EL CANTO CHAMÁNICO

Por Alejo Retamal.

Todos los sonidos que escuchamos nos evocan diferentes sentimientos y despiertan las más variadas emociones. El sonido del mar, de una tormenta, de un niño riendo, campanas, la sirena de una ambulancia, el arrullo de una madre a su bebé, todos tienen significados particulares asociados simbólicamente con alguna circunstancia vivida y aunque la relación afectiva puede ser diferente según la función que le da cada persona, bajo ellos subyace una dimensión acústica primal determinada por el ritmo y el tono. Murray Schafer los llamaría arquetipos sonoros y su evocación es una de las herramientas fundamentales del chamanismo.

Sirviéndonos como marco de referencia de Ceremonias como la Velada Mazateca (Oaxaca, México) y la Ceremonia Huichol (Nayarit, México) examinaremos el canto como principio rector en la labor terapéutica.

¿Cómo funciona?
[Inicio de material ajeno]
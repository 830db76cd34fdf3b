//! Worksheets: editor buffers bound to a session, plus the command registry
//! editors invoke through toolbar buttons and shortcuts.
//!
//! The core only publishes notifications here; it never asks the editor for
//! anything beyond the text and cursor of the worksheet a command runs on.

use std::collections::HashMap;
use std::future::Future;
use std::pin::Pin;
use std::sync::atomic::{AtomicU64, Ordering};
use std::sync::{Arc, Mutex, Weak};

use serde_json::Value;
use uuid::Uuid;

use crate::db::{
    lock_or_recover, Connection, ConnectionRegistry, EventBus, Position, ScriptExecutionOptions,
    Session, SqlScript, Subscription,
};
use crate::error::{Error, Result};

pub const RUN_STATEMENT: &str = "runStatement";
pub const RUN_SCRIPT: &str = "runScript";
pub const ATTACH: &str = "attach";
pub const DETACH: &str = "detach";
pub const EXPLAIN_PLAN: &str = "explainPlan";

const BUILTIN_COMMANDS: [&str; 5] = [RUN_STATEMENT, RUN_SCRIPT, ATTACH, DETACH, EXPLAIN_PLAN];

/// What a worksheet needs from the editor showing it.
pub trait EditorHandle: Send + Sync {
    fn text(&self) -> String;

    /// Caret position, if the editor has one.
    fn cursor(&self) -> Option<Position>;
}

/// In-memory editor contents, for headless callers and tests.
#[derive(Debug, Default)]
pub struct TextBuffer {
    text: Mutex<String>,
    cursor: Mutex<Option<Position>>,
}

impl TextBuffer {
    pub fn new(text: &str) -> Self {
        Self {
            text: Mutex::new(text.to_string()),
            cursor: Mutex::new(None),
        }
    }

    pub fn set_text(&self, text: &str) {
        *lock_or_recover(&self.text, "editor text") = text.to_string();
    }

    pub fn set_cursor(&self, cursor: Option<Position>) {
        *lock_or_recover(&self.cursor, "editor cursor") = cursor;
    }
}

impl EditorHandle for TextBuffer {
    fn text(&self) -> String {
        lock_or_recover(&self.text, "editor text").clone()
    }

    fn cursor(&self) -> Option<Position> {
        *lock_or_recover(&self.cursor, "editor cursor")
    }
}

struct WorksheetInner {
    id: Uuid,
    editor: Arc<dyn EditorHandle>,
    connections: ConnectionRegistry,
    connection_id: Mutex<Option<String>>,
    session: Mutex<Option<Session>>,
}

#[derive(Clone)]
pub struct Worksheet {
    inner: Arc<WorksheetInner>,
}

impl std::fmt::Debug for Worksheet {
    fn fmt(&self, f: &mut std::fmt::Formatter<'_>) -> std::fmt::Result {
        f.debug_struct("Worksheet")
            .field("id", &self.inner.id)
            .field("connection", &self.connection_id())
            .field("attached", &self.session().is_some())
            .finish()
    }
}

impl PartialEq for Worksheet {
    fn eq(&self, other: &Self) -> bool {
        Arc::ptr_eq(&self.inner, &other.inner)
    }
}

impl Worksheet {
    pub fn id(&self) -> Uuid {
        self.inner.id
    }

    pub fn editor(&self) -> &Arc<dyn EditorHandle> {
        &self.inner.editor
    }

    /// The attached session, if any.
    pub fn session(&self) -> Option<Session> {
        lock_or_recover(&self.inner.session, "worksheet session").clone()
    }

    /// Connection the worksheet was last attached to.
    pub fn connection_id(&self) -> Option<String> {
        lock_or_recover(&self.inner.connection_id, "worksheet connection").clone()
    }

    /// Connects `connection` if needed and attaches its session.
    pub async fn attach(&self, connection: &Connection) -> Result<Session> {
        let session = self.inner.connections.connect(connection.id()).await?;
        *lock_or_recover(&self.inner.connection_id, "worksheet connection") =
            Some(connection.id().to_string());
        *lock_or_recover(&self.inner.session, "worksheet session") = Some(session.clone());
        Ok(session)
    }

    /// Drops the worksheet's reference to its session; the session stays open
    /// for other worksheets on the same connection.
    pub fn detach(&self) {
        lock_or_recover(&self.inner.session, "worksheet session").take();
    }

    fn live_session(&self) -> Result<Session> {
        self.session()
            .filter(Session::is_connected)
            .ok_or(Error::SessionDisconnected)
    }

    /// Text of the statement under the caret.
    async fn current_statement(&self, session: &Session) -> Result<String> {
        let editor = &self.inner.editor;
        session
            .prepare_sql(&editor.text(), editor.cursor())
            .await?
            .statement_text
            .ok_or_else(|| Error::InvalidOptions("no statement at the cursor".to_string()))
    }
}

pub type CommandFuture = Pin<Box<dyn Future<Output = Result<Value>> + Send>>;
type Callback = Arc<dyn Fn(Worksheet) -> CommandFuture + Send + Sync>;

struct RegisteredCommand {
    token: u64,
    callback: Callback,
}

type CommandTable = Mutex<HashMap<String, RegisteredCommand>>;

/// Keeps a command registered until disposed or dropped.
#[must_use = "the command is unregistered when the registration is dropped"]
pub struct CommandRegistration {
    id: String,
    token: u64,
    commands: Weak<CommandTable>,
}

impl CommandRegistration {
    pub fn id(&self) -> &str {
        &self.id
    }

    pub fn dispose(self) {}
}

impl Drop for CommandRegistration {
    fn drop(&mut self) {
        let Some(commands) = self.commands.upgrade() else {
            return;
        };
        let mut commands = lock_or_recover(&commands, "worksheet commands");
        if commands.get(&self.id).is_some_and(|entry| entry.token == self.token) {
            commands.remove(&self.id);
        }
    }
}

#[derive(Debug, Clone)]
pub struct WillExecuteCommand {
    pub worksheet: Worksheet,
    pub command_id: String,
}

#[derive(Debug, Clone)]
pub struct DidExecuteCommand {
    pub worksheet: Worksheet,
    pub command_id: String,
    /// Command output, or the error's message.
    pub result: std::result::Result<Value, String>,
}

struct WorksheetsInner {
    connections: ConnectionRegistry,
    open: Mutex<Vec<Worksheet>>,
    active: Mutex<Option<Worksheet>>,
    commands: Arc<CommandTable>,
    next_token: AtomicU64,
    did_change_active: EventBus<Option<Worksheet>>,
    did_open: EventBus<Worksheet>,
    did_close: EventBus<Worksheet>,
    will_execute_command: EventBus<WillExecuteCommand>,
    did_execute_command: EventBus<DidExecuteCommand>,
}

/// Open worksheets, the active one, and the commands they can run.
#[derive(Clone)]
pub struct Worksheets {
    inner: Arc<WorksheetsInner>,
}

impl Worksheets {
    pub fn new(connections: ConnectionRegistry) -> Self {
        Self {
            inner: Arc::new(WorksheetsInner {
                connections,
                open: Mutex::new(Vec::new()),
                active: Mutex::new(None),
                commands: Arc::new(Mutex::new(HashMap::new())),
                next_token: AtomicU64::new(1),
                did_change_active: EventBus::new(),
                did_open: EventBus::new(),
                did_close: EventBus::new(),
                will_execute_command: EventBus::new(),
                did_execute_command: EventBus::new(),
            }),
        }
    }

    pub fn connections(&self) -> &ConnectionRegistry {
        &self.inner.connections
    }

    pub fn on_did_change_active(&self) -> Subscription<Option<Worksheet>> {
        self.inner.did_change_active.subscribe()
    }

    pub fn on_did_open(&self) -> Subscription<Worksheet> {
        self.inner.did_open.subscribe()
    }

    pub fn on_did_close(&self) -> Subscription<Worksheet> {
        self.inner.did_close.subscribe()
    }

    pub fn on_will_execute_command(&self) -> Subscription<WillExecuteCommand> {
        self.inner.will_execute_command.subscribe()
    }

    pub fn on_did_execute_command(&self) -> Subscription<DidExecuteCommand> {
        self.inner.did_execute_command.subscribe()
    }

    /// Opens a worksheet over `editor` and makes it active. `connection`
    /// becomes the target of the `attach` command; nothing connects yet.
    pub fn open(&self, editor: Arc<dyn EditorHandle>, connection: Option<&Connection>) -> Worksheet {
        let worksheet = Worksheet {
            inner: Arc::new(WorksheetInner {
                id: Uuid::new_v4(),
                editor,
                connections: self.inner.connections.clone(),
                connection_id: Mutex::new(connection.map(|c| c.id().to_string())),
                session: Mutex::new(None),
            }),
        };
        lock_or_recover(&self.inner.open, "open worksheets").push(worksheet.clone());
        self.inner.did_open.publish(worksheet.clone());
        self.set_active_unchecked(Some(worksheet.clone()));
        worksheet
    }

    /// Closes `worksheet`. If it was active, the most recently opened remaining
    /// worksheet becomes active.
    pub fn close(&self, worksheet: &Worksheet) -> bool {
        let next_active = {
            let mut open = lock_or_recover(&self.inner.open, "open worksheets");
            let before = open.len();
            open.retain(|candidate| candidate != worksheet);
            if open.len() == before {
                return false;
            }
            open.last().cloned()
        };
        worksheet.detach();
        self.inner.did_close.publish(worksheet.clone());
        if self.active().as_ref() == Some(worksheet) {
            self.set_active_unchecked(next_active);
        }
        true
    }

    pub fn active(&self) -> Option<Worksheet> {
        lock_or_recover(&self.inner.active, "active worksheet").clone()
    }

    /// Returns false when `worksheet` is not open here.
    pub fn set_active(&self, worksheet: &Worksheet) -> bool {
        if !self.visible().contains(worksheet) {
            return false;
        }
        self.set_active_unchecked(Some(worksheet.clone()));
        true
    }

    fn set_active_unchecked(&self, worksheet: Option<Worksheet>) {
        {
            let mut active = lock_or_recover(&self.inner.active, "active worksheet");
            if *active == worksheet {
                return;
            }
            *active = worksheet.clone();
        }
        self.inner.did_change_active.publish(worksheet);
    }

    pub fn visible(&self) -> Vec<Worksheet> {
        lock_or_recover(&self.inner.open, "open worksheets").clone()
    }

    /// Registers `callback` under `id`. Ids must be unique and may not shadow
    /// the built-in commands.
    pub fn register_command<F, Fut>(&self, id: &str, callback: F) -> Result<CommandRegistration>
    where
        F: Fn(Worksheet) -> Fut + Send + Sync + 'static,
        Fut: Future<Output = Result<Value>> + Send + 'static,
    {
        if BUILTIN_COMMANDS.contains(&id) {
            return Err(Error::InvalidOptions(format!(
                "`{id}` is a built-in command"
            )));
        }
        let mut commands = lock_or_recover(&self.inner.commands, "worksheet commands");
        if commands.contains_key(id) {
            return Err(Error::InvalidOptions(format!(
                "command `{id}` is already registered"
            )));
        }
        let token = self.inner.next_token.fetch_add(1, Ordering::SeqCst);
        let callback: Callback =
            Arc::new(move |worksheet| -> CommandFuture { Box::pin(callback(worksheet)) });
        commands.insert(id.to_string(), RegisteredCommand { token, callback });
        Ok(CommandRegistration {
            id: id.to_string(),
            token,
            commands: Arc::downgrade(&self.inner.commands),
        })
    }

    pub fn is_registered(&self, id: &str) -> bool {
        BUILTIN_COMMANDS.contains(&id)
            || lock_or_recover(&self.inner.commands, "worksheet commands").contains_key(id)
    }

    /// Runs command `id` on `worksheet`, bracketed by the will/did
    /// notifications. The did notification fires whatever the outcome.
    pub async fn execute_command(&self, worksheet: &Worksheet, id: &str) -> Result<Value> {
        let callback = lock_or_recover(&self.inner.commands, "worksheet commands")
            .get(id)
            .map(|entry| Arc::clone(&entry.callback));
        if callback.is_none() && !BUILTIN_COMMANDS.contains(&id) {
            return Err(Error::InvalidOptions(format!("unknown command `{id}`")));
        }

        self.inner.will_execute_command.publish(WillExecuteCommand {
            worksheet: worksheet.clone(),
            command_id: id.to_string(),
        });
        let result = match callback {
            Some(callback) => callback(worksheet.clone()).await,
            None => self.run_builtin(worksheet, id).await,
        };
        self.inner.did_execute_command.publish(DidExecuteCommand {
            worksheet: worksheet.clone(),
            command_id: id.to_string(),
            result: result
                .as_ref()
                .map(Value::clone)
                .map_err(|err| err.to_string()),
        });
        result
    }

    async fn run_builtin(&self, worksheet: &Worksheet, id: &str) -> Result<Value> {
        match id {
            RUN_STATEMENT => {
                let session = worksheet.live_session()?;
                let statement = worksheet.current_statement(&session).await?;
                let response = session
                    .execute_json(&SqlScript::new(&statement), ScriptExecutionOptions::json())
                    .await?;
                Ok(serde_json::to_value(response)?)
            }
            RUN_SCRIPT => {
                let session = worksheet.live_session()?;
                let script = SqlScript::new(&worksheet.editor().text());
                let response = session
                    .execute_json(&script, ScriptExecutionOptions::json())
                    .await?;
                Ok(serde_json::to_value(response)?)
            }
            ATTACH => {
                let connection = worksheet
                    .connection_id()
                    .and_then(|id| self.inner.connections.get(&id))
                    .ok_or_else(|| {
                        Error::InvalidOptions("worksheet has no connection to attach to".to_string())
                    })?;
                let session = worksheet.attach(&connection).await?;
                Ok(Value::String(session.id().to_string()))
            }
            DETACH => {
                worksheet.detach();
                Ok(Value::Null)
            }
            EXPLAIN_PLAN => {
                let session = worksheet.live_session()?;
                let statement = worksheet.current_statement(&session).await?;
                let lines = session.explain_plan(&statement).await?;
                Ok(Value::from(lines))
            }
            other => Err(Error::InvalidOptions(format!("unknown command `{other}`"))),
        }
    }
}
Forma y fondo
Como forma el canto da coherencia y un punto de referencia donde el ego puede anclarse mientras la conciencia se expande. Esto es, ayudado por la reducción al mínimo de otros estímulos obligando a que nuestro ser, agudizado sensorialmente, solo capte el sonido, dándole así libertad al cerebro de nutrirse con las imágenes que evoca el mismo canto.

Como fondo los ritmos y las sutilezas melódicas del canto modulan el propio viaje interno. Esta cadencia, fundamentada en el tono y ritmo de la voz, construye un paisaje visionario por donde la conciencia se aventura. Esta geografía interna se va moldeando en razón del canto, así el chamán va orientando la percepción del participante hacia diferentes territorios dependiendo de lo que se quiere trabajar.

Un ejemplo típico del espectro Emocional/Sentimental que el canto puede propiciar en las Ceremonias está en guiar al participante hasta que toque sentimientos como Melancolía, Tristeza, Enojo o Miedo los cuales lo regresan espontáneamente al evento donde la persona se estancó energéticamente, es decir, donde las heridas psicológicas se originaron y el trastorno o desequilibrio se detonó.

El mismo canto aproximará al participante a una resolución positiva del evento a través de alcanzar cadencias tonales que evoquen Reposo, Seguridad y Contención y con ello alcanzar estados de Paz, Armonía y Amor Sublimes o tomar otro camino a través de un frenético pero armonioso ritmo el cual conectará la memoria con la Alegría, eclosionando en un éxtasis expansivo.

No importa el lenguaje utilizado (mazateco, huichol o mapudungun) la entonación de la voz y sus matices sonoros darán expresión a los sentimientos y con ello a crear un escenario para que los contenidos más profundos de nuestro ser se explayen.